Pour comprendre les liens entre éducation et criminalité, de nombreux travaux ont examiné les conséquences des lois augmentant la durée de la scolarité obligatoire. Une conclusion constante en ressort : la prolongation de la durée des études réduit la criminalité.

La manière traditionnelle d’expliquer ce résultat repose sur la « théorie du crime » de Becker, selon laquelle un individu arbitre entre les coûts et les avantages des activités criminelles. Or une scolarité plus longue a tendance à accroître les revenus (légaux) futurs de celui qui bénéficie de cette prolongation. Les avantages d’une activité criminelle s’en trouvent réduits.

Le délinquant rationnel selon Becker

Pour Gary Becker (1930-2014, prix Nobel d’économie en 1992), toute personne ayant l’intention de commettre un acte délictueux agit comme n’importe qui : elle se livre à un calcul « rationnel ».

Avant de commettre son forfait, elle va en soupeser les coûts et les avantages. Le délinquant potentiel calcule les gains matériels attendus de son forfait, la probabilité d’être repéré et la lourdeur des peines ou sanctions encourues.

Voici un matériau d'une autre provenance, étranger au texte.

//! Beads bridge - runs the workflow coordinator for an external host.
//!
//! # Commands
//!
//! - `beads-bridge serve`: Speak the newline-delimited JSON bridge on stdin/stdout
//! - `beads-bridge status`: Probe the tracker and print the status line
//! - `beads-bridge tool <action>`: Run one `beads` tool action and print its text
//!
//! Logs always go to stderr; stdout belongs to the bridge protocol.
//!
//! # Environment Variables
//!
//! See `beads_workflow::config` for available configuration options.

use std::path::PathBuf;
use std::process::ExitCode;
use std::sync::Arc;

use anyhow::{Context, Result};
use clap::{Parser, Subcommand, ValueEnum};
use tokio::io::BufReader;
use tokio::signal;
use tracing::{error, info, warn};
use tracing_subscriber::EnvFilter;

use beads_workflow::bridge::{Bridge, HostEffect, StdioHost};
use beads_workflow::client::{ProcessRunner, TrackerClient};
use beads_workflow::config::Config;
use beads_workflow::coordinator::Coordinator;
use beads_workflow::host::STATUS_KEY;
use beads_workflow::tool::ToolInput;
use beads_workflow::types::Action;

/// Beads bridge - issue-tracker workflow for coding-agent sessions.
#[derive(Parser, Debug)]
#[command(name = "beads-bridge")]
#[command(author, version, about, long_about = None)]
#[command(after_help = "\
ENVIRONMENT VARIABLES:
    BEADS_TRACKER_BIN          Tracker CLI (default: br)
    BEADS_GIT_BIN              Git CLI (default: git)
    BEADS_WORKDIR              Working directory for subprocesses
    BEADS_CHECKPOINT_TURNS     Turns before a checkpoint nudge (default: 8)
    BEADS_CONTEXT_THRESHOLD    Context reminder percent (default: 85)
    BEADS_MEMORY_DIR           Global memory directory (default: ~/.pi/memories)
    RUST_LOG                   Log filter (default: info)

EXAMPLES:
    # Serve a host over stdin/stdout
    beads-bridge serve

    # Show the ready queue
    beads-bridge tool ready

    # Claim an issue
    beads-bridge tool claim --id bd-a1b2
")]
struct Cli {
    /// Log output format on stderr.
    #[arg(long, value_enum, default_value_t = LogFormat::Text, global = true)]
    log_format: LogFormat,

    #[command(subcommand)]
    command: Command,
}

#[derive(Debug, Clone, Copy, PartialEq, Eq, ValueEnum)]
enum LogFormat {
    Text,
    Json,
}

/// CLI subcommands.
#[derive(Subcommand, Debug)]
enum Command {
    /// Run the host bridge until stdin closes or a shutdown signal arrives.
    Serve,

    /// Probe the tracker and print the status line.
    Status,

    /// Run one tool action and print its text.
    ///
    /// Exits with status 1 when the action reports an error.
    Tool {
        /// Action to run (ready, show, claim, close, comment, create, status).
        action: Action,

        #[arg(long)]
        id: Option<String>,

        #[arg(long)]
        title: Option<String>,

        #[arg(long)]
        description: Option<String>,

        #[arg(long = "type")]
        issue_type: Option<String>,

        /// Priority 0-4.
        #[arg(long, value_parser = clap::value_parser!(u8).range(0..=4))]
        priority: Option<u8>,

        #[arg(long)]
        comment: Option<String>,

        #[arg(long)]
        reason: Option<String>,
    },
}

#[tokio::main]
async fn main() -> Result<ExitCode> {
    let cli = Cli::parse();
    init_logging(cli.log_format);

    let config = Config::from_env().context("Failed to load configuration")?;
    let runner = Arc::new(ProcessRunner::new(config.client.workdir.clone()));
    let client = TrackerClient::new(runner, &config.client);

    match cli.command {
        Command::Serve => run_serve(&config, client).await,
        Command::Status => run_status(&config, client).await,
        Command::Tool {
            action,
            id,
            title,
            description,
            issue_type,
            priority,
            comment,
            reason,
        } => {
            let input = ToolInput {
                action,
                id,
                title,
                description,
                issue_type,
                priority,
                comment,
                reason,
            };
            run_tool(&config, client, input).await
        }
    }
}

/// Serves the bridge protocol on stdin/stdout.
async fn run_serve(config: &Config, client: TrackerClient) -> Result<ExitCode> {
    let cwd = project_dir(config)?;
    info!(
        tracker = %config.client.tracker_bin,
        cwd = %cwd.display(),
        "Starting beads bridge"
    );

    let mut bridge = Bridge::new(config, client, &cwd);
    let reader = BufReader::new(tokio::io::stdin());
    let mut writer = tokio::io::stdout();

    tokio::select! {
        result = bridge.serve(reader, &mut writer) => {
            let summary = result.context("Bridge transport failed")?;
            info!(events = summary.events, invalid = summary.invalid, "Bridge finished");
        }
        () = wait_for_shutdown() => {
            info!("Shutdown signal received");
        }
    }

    // Dropping the bridge stops the memory poller.
    drop(bridge);
    info!("Beads bridge stopped");
    Ok(ExitCode::SUCCESS)
}

/// Prints the status line the coordinator publishes at session start.
async fn run_status(config: &Config, client: TrackerClient) -> Result<ExitCode> {
    let (host, mut effects) = StdioHost::new();
    let mut coordinator = Coordinator::new(client, Arc::new(host), config.workflow.clone());
    coordinator.session_start().await;

    let mut status = None;
    while let Ok(effect) = effects.try_recv() {
        if let HostEffect::SetStatus { key, text } = effect {
            if key == STATUS_KEY {
                status = text;
            }
        }
    }

    match status {
        Some(text) => {
            println!("{text}");
            Ok(ExitCode::SUCCESS)
        }
        None => {
            eprintln!("Tracker status unavailable");
            Ok(ExitCode::FAILURE)
        }
    }
}

/// Runs one tool action against a freshly probed coordinator.
async fn run_tool(config: &Config, client: TrackerClient, input: ToolInput) -> Result<ExitCode> {
    let (host, mut effects) = StdioHost::new();
    let mut coordinator = Coordinator::new(client, Arc::new(host), config.workflow.clone());
    coordinator.session_start().await;

    let output = coordinator.execute_tool(input).await;
    println!("{}", output.text);

    while let Ok(effect) = effects.try_recv() {
        match effect {
            HostEffect::Notify { message, .. } | HostEffect::Print { text: message } => {
                eprintln!("{message}");
            }
            _ => {}
        }
    }

    if output.is_error {
        warn!(action = %output.details.action(), "Tool action failed");
        Ok(ExitCode::FAILURE)
    } else {
        Ok(ExitCode::SUCCESS)
    }
}

/// Directory whose `.pi/memories` holds project memory.
fn project_dir(config: &Config) -> Result<PathBuf> {
    match &config.client.workdir {
        Some(dir) => Ok(dir.clone()),
        None => std::env::current_dir().context("Failed to determine current directory"),
    }
}

/// Initializes the tracing subscriber on stderr.
fn init_logging(format: LogFormat) {
    let filter = EnvFilter::try_from_default_env().unwrap_or_else(|_| EnvFilter::new("info"));

    let builder = tracing_subscriber::fmt()
        .with_env_filter(filter)
        .with_writer(std::io::stderr)
        .with_target(true)
        .with_level(true);

    match format {
        LogFormat::Text => builder.init(),
        LogFormat::Json => builder.json().init(),
    }
}

/// Waits for a shutdown signal (SIGINT or SIGTERM).
async fn wait_for_shutdown() {
    let ctrl_c = async {
        if let Err(e) = signal::ctrl_c().await {
            error!(error = %e, "Failed to install Ctrl+C handler");
            std::future::pending::<()>().await;
        }
    };

    #[cfg(unix)]
    let terminate = async {
        match signal::unix::signal(signal::unix::SignalKind::terminate()) {
            Ok(mut sigterm) => {
                sigterm.recv().await;
            }
            Err(e) => {
                error!(error = %e, "Failed to install SIGTERM handler");
                std::future::pending::<()>().await;
            }
        }
    };

    #[cfg(not(unix))]
    let terminate = std::future::pending::<()>();

    tokio::select! {
        () = ctrl_c => {},
        () = terminate => {},
    }
}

Par conséquent, la répression de la délinquance devient « efficace » si, d’une part, la sévérité du système des peines et des sanctions dépasse les gains espérés d’une activité délictueuse et que, d’autre part, la probabilité d’être repéré est élevée, ce qui suppose un appareil policier et de surveillance important.

Dans cette perspective, l’augmentation de la durée de la scolarité obligatoire aura un impact de long terme dans la mesure où un plus grand nombre de personnes abandonneront l’idée de se livrer à des activités criminelles pour vivre.

Une explication alternative, plus prosaïque, avance que les lois augmentant la durée de la scolarité obligatoire obligent les délinquants « potentiels » à rester plus longtemps à l’école.

Données du FBI

Ces derniers ont alors simplement moins de temps et moins d’opportunités de se consacrer à des activités criminelles. Il s’agit d’un effet d’incapacité. Dans ce cas, l’augmentation de la durée de la scolarité obligatoire n’aura qu’un impact de court terme. Elle ne fait que reporter le moment où certains individus accompliront leurs méfaits, mais une fois sortis de l’école, ils retomberont dans la délinquance.

Pour discerner l’importance relative de ces deux mécanismes, une étude1 a utilisé les données du FBI sur les arrestations en les reliant aux lois qui ont réformé la durée de la scolarité obligatoire dans les États américains, entre 1980 et 2010.

Plus précisément, cette étude a comparé les taux d’arrestation à court et long terme des élèves touchés par une réforme avec ceux des élèves ayant quitté l’école juste avant la réforme.

En accord avec les résultats habituels sur ce sujet, l’étude établit une relation de causalité entre la prolongation de la scolarité et la réduction de la criminalité : pour les personnes de sexe masculin âgées de 15 à 24 ans, il est estimé qu’une augmentation d’un an de l’âge de fin de scolarité réduit en moyenne le taux d’arrestation de 6 % au cours d’une vie.

Mais l’étude fait également ressortir que cette réduction se produit principalement pendant la période de prolongation de la scolarité. L’effet d’incapacité explique donc en grande partie la réduction de la criminalité par la fréquentation de l’école.

La prison, université du crime

Par ailleurs, cette étude constate que le taux d’arrestation des individus touchés par les réformes baisse néanmoins continûment tout au long de leur vie active.

Doit-on y voir un effet de la hausse du niveau éducatif dû à la hausse de la durée obligatoire de scolarisation ?  Probablement pas.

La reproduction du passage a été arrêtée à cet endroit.